Though it might feel automatic to suddenly reach and grab for a falling cup, a lot has to line up for this action to take place--even if you don’t manage to catch the cup in time. What does it take to choreograph the cells across the brain in just the right way to do what we need to do? In this event, three experts studying the neuroscience of movement will discuss how neurons work together to generate a wealth of behaviors, from a simple reflex to complex learned skills.
Gwyneth Card, PhD, Associate Professor of Neuroscience at Columbia's Zuckerman Institute and Investigator at the Howard Hughes Medical Institute, will open our event by highlighting her research on neurons, the building blocks of behavior. Animals have a seemingly infinite realm of options when it comes to movement, from walking to leaping, hovering to landing, and even simply remaining still. How do the brain’s cells orchestrate the right action at the right time, especially in a dynamic, ever-changing environment? Using the fruit fly as a model system, we can now start to answer these questions.
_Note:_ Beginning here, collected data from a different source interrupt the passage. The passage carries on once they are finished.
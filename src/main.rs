// src/main.rs
// =============================================================================
// Entry point of the tf-cookbook CLI.
//
// What happens here:
// 1. Set up logging (RUST_LOG, default "info") and load configuration
// 2. Parse command-line arguments using clap
// 3. Dispatch to the subcommand handler
// 4. Exit with proper code (0 = success, 1 = nothing produced, 2 = error)
//
// Progress lines for the person running the tool go to stdout with println!;
// diagnostics (skipped items, retries, rate limits) go through tracing.
// =============================================================================

mod catalog;       // src/catalog/ - AWS service catalog and its enrichment
mod cli;           // src/cli.rs - command-line parsing
mod config;        // src/config.rs - environment configuration
mod docs;          // src/docs/ - MkDocs page generation
mod error;         // src/error.rs - crate error type
mod github;        // src/github/ - GitHub REST/GraphQL access
mod output;        // src/output.rs - JSON artifacts
mod patterns;      // src/patterns/ - pattern ingestion and classification

use std::path::Path;
use std::time::Duration;

use anyhow::{Context, Result};
use clap::Parser;
use tracing_subscriber::EnvFilter;

use cli::{Cli, Commands};
use config::Config;
use error::CookbookError;
use github::{patterns_repository, ContentSource, GithubClient, RetryPolicy};
use output::{PatternCollection, ServiceCatalog};
use patterns::{ScrapeOptions, TerraformPattern};

// Pause between services while enriching the catalog
const ENRICH_PAUSE: Duration = Duration::from_millis(100);

#[tokio::main]
async fn main() {
    tracing_subscriber::fmt()
        .with_env_filter(EnvFilter::try_from_default_env().unwrap_or_else(|_| EnvFilter::new("info")))
        .with_target(false)
        .with_writer(std::io::stderr)
        .init();

    let exit_code = match run().await {
        Ok(code) => code,
        Err(e) => {
            eprintln!("❌ Error: {:#}", e);
            2
        }
    };

    std::process::exit(exit_code);
}

// Returns:
//   Ok(0) = artifact produced
//   Ok(1) = the flow ran but produced nothing
//   Err   = fatal error (missing credential, unreadable input, ...)
async fn run() -> Result<i32> {
    let cli = Cli::parse();
    let config = Config::from_env();

    match cli.command {
        Commands::Modules { org, limit, output } => handle_modules(&config, &org, limit, &output).await,
        Commands::Patterns { limit, output } => handle_patterns(&config, limit, &output).await,
        Commands::Catalog { output } => handle_catalog(&config, &output).await,
        Commands::Docs { input, docs_dir, examples } => handle_docs(&input, &docs_dir, examples),
        Commands::Graphql { no_retry } => handle_graphql(&config, no_retry).await,
    }
}

// Handles the 'modules' subcommand
async fn handle_modules(config: &Config, org: &str, limit: usize, output: &Path) -> Result<i32> {
    let client = GithubClient::from_config(config)?;
    println!("🔍 Scraping Terraform modules from github.com/{}", org);

    let options = ScrapeOptions { limit, ..ScrapeOptions::default() };
    let found = patterns::scrape_module_patterns(&client, org, options)
        .await
        .with_context(|| format!("listing repositories of {}", org))?;

    write_patterns(found, org.to_string(), output)
}

// Handles the 'patterns' subcommand
async fn handle_patterns(config: &Config, limit: usize, output: &Path) -> Result<i32> {
    let client = GithubClient::from_config(config)?;
    println!("🔍 Scraping {} (limit {})", patterns_repository(), limit);

    let options = ScrapeOptions { limit, ..ScrapeOptions::default() };
    let found = patterns::scrape_serverless_patterns(&client, options)
        .await
        .context("listing the serverless-patterns repository")?;

    write_patterns(found, patterns_repository(), output)
}

fn write_patterns(patterns: Vec<TerraformPattern>, source: String, output: &Path) -> Result<i32> {
    let collection = PatternCollection::from_patterns(patterns, Some(source));
    output::write_json(output, &collection)
        .with_context(|| format!("writing {}", output.display()))?;

    println!(
        "💾 Saved {} pattern(s) across {} categories to {}",
        collection.metadata.total_patterns,
        collection.metadata.categories.len(),
        output.display()
    );

    if collection.patterns.is_empty() {
        println!("⚠️  No patterns were extracted");
        return Ok(1);
    }
    Ok(0)
}

// Handles the 'catalog' subcommand
//
// Unlike the scrapers this works without a token: it just skips enrichment.
async fn handle_catalog(config: &Config, output: &Path) -> Result<i32> {
    let client = match GithubClient::from_config(config) {
        Ok(client) => Some(client),
        Err(CookbookError::MissingToken) => {
            println!("⚠️  GITHUB_TOKEN not set, writing the catalog without README data");
            None
        }
        Err(e) => return Err(e.into()),
    };

    println!("📚 Building AWS service catalog");
    let source = client.as_ref().map(|c| c as &dyn ContentSource);
    let services = catalog::enrich_services(source, catalog::aws_service_catalog(), ENRICH_PAUSE).await;

    let service_catalog = ServiceCatalog::from_services(services);
    output::write_json(output, &service_catalog)
        .with_context(|| format!("writing {}", output.display()))?;

    println!(
        "💾 Saved {} service(s) to {}",
        service_catalog.services.len(),
        output.display()
    );

    if service_catalog.services.is_empty() {
        return Ok(1);
    }
    Ok(0)
}

// Handles the 'docs' subcommand
fn handle_docs(input: &Path, docs_dir: &Path, examples: bool) -> Result<i32> {
    let service_catalog = output::read_service_catalog(input)
        .with_context(|| format!("reading {}", input.display()))?;

    if service_catalog.services.is_empty() {
        println!("⚠️  {} lists no services", input.display());
        return Ok(1);
    }

    println!(
        "📝 Generating docs for {} service(s) into {}",
        service_catalog.services.len(),
        docs_dir.display()
    );

    let options = docs::DocsOptions { example_pages: examples };
    let summary = docs::generate_all_docs(&service_catalog.services, docs_dir, options)
        .with_context(|| format!("writing pages under {}", docs_dir.display()))?;

    println!("✅ Documentation generated:");
    println!("   📄 Service pages: {}", summary.service_pages);
    println!("   🧩 Example pages: {}", summary.example_pages);
    println!("   📋 Index pages: {}", summary.index_pages);
    Ok(0)
}

// Handles the 'graphql' subcommand
async fn handle_graphql(config: &Config, no_retry: bool) -> Result<i32> {
    let client = GithubClient::from_config(config)?;
    println!("🔍 Querying {} over GraphQL", patterns_repository());

    let summaries = if no_retry {
        github::fetch_terraform_patterns(&client).await?
    } else {
        github::fetch_terraform_patterns_with_retries(&client, &RetryPolicy::default()).await
    };

    println!("{}", serde_json::to_string_pretty(&summaries)?);
    println!("📊 Found {} Terraform pattern(s)", summaries.len());

    if summaries.is_empty() {
        return Ok(1);
    }
    Ok(0)
}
Mark Churchland, PhD, Associate Professor of Neuroscience at Columbia's Zuckerman Institute and Co-Director of the Grossman Center for the Statistics of Mind, will then guide us on an exploration of his work looking into how the brain prepares to act. By incorporating approaches from mathematics into neuroscience, his research sheds light on the ‘neural machinery’ that generates movement. A better understanding of that machinery aids the design of brain computer interfaces that have the goal of aiding paralyzed human patients.
Following the two talks, Sumaira Zamurrad, PhD, Associate Research Scientist at Columbia University’s Zuckerman Institute, will moderate a discussion and Q&A with the speakers. Audience questions are welcomed, either submitted during registration or live during the event.
About the experts
Gwyneth Card, PhD, is Associate Professor of Neuroscience at Columbia University's Zuckerman Institute and Investigator at the Howard Hughes Medical Institute. Her research aims to understand the neural mechanisms and circuit architectures that underlie behavior choice for ecologically relevant, visually-guided behaviors of the fly (Drosophila). Recent work has focused on using automated, high-throughput behavior tracking together with genetic tools and electrophysiology in behaving flies to study the neural circuits that govern simple decision behavior during Drosophila escape responses. Previously, Dr. Card was a Group Leader at the Howard Hughes Medical Institute Janelia Research Campus. She received her PhD with Dr. Michael Dickinson at Caltech, an MPhil with Dr. Simon Laughlin at the University of Cambridge, and a Bachelor’s degree from Harvard University.
Mark Churchland, PhD, is Associate Professor in the Department of Neuroscience at Columbia University Medical Center, and he is the co-director of the Grossman Center for the Statistics of Mind. He received his BA in mathematics and psychology from Reed College in Portland Oregon and his PhD in neuroscience from the University of California San Francisco. His postdoctoral work was in the Neural Prosthetic Systems Laboratory at Stanford University. Dr. Churchland’s research focuses on how the brain controls voluntary movement and addresses questions such as: how does the brain prepare and generate voluntary movement? What is the key event that triggers a movement, and in doing so turns thought into action? Can we reduce the problem of movement generation to a problem of characterizing the neural dynamics that are necessary to generate muscle activity? If so, how should we then think of upstream ‘cognitive’ processes that determine which movement to make and when to make it? Dr. Churchland is a recipient of the 2012 NIH Directors’ New Innovator Award. He received a 2015 Klingenstein-Simons Fellowship Award, a 2013 McKnight Scholar Award, a 2013 Sloan Research Fellowship, and a 2012 Searle Scholars Award. He was a 2006 recipient of the Burroughs Wellcome Fund Career Award and a 2003 recipient of the Helen Hay Whitney Research Fellowship.
Sumaira Zamurrad, PhD, is Associate Research Scientist in the lab of Dr. Richard S. Mann at the Columbia University’s Zuckerman Institute. Born and raised in Pakistan, she landed in the US and earned her Bachelors in Biochemistry at Stony Brook University followed by her PhD at the Albert Einstein college of medicine in the lab of Dr Julie Secombe. There, she studied intellectual disability mutations in a Drosophila (fruitfly) model organism. Currently, Dr. Zamurrad is investigating the intricate neural circuitry that is responsible for eliciting specific walking behaviors once again in her favorite model organism, Drosophila. She is the recipient of the BRAIN initiative Ruth L. Kirschstein F32 Postdoctoral Research Fellowship. In her spare time, she loves to crochet, bake, watch sci-fi shows and go on all kinds of adventures from hiking, to biking and travelling with her kids and husband.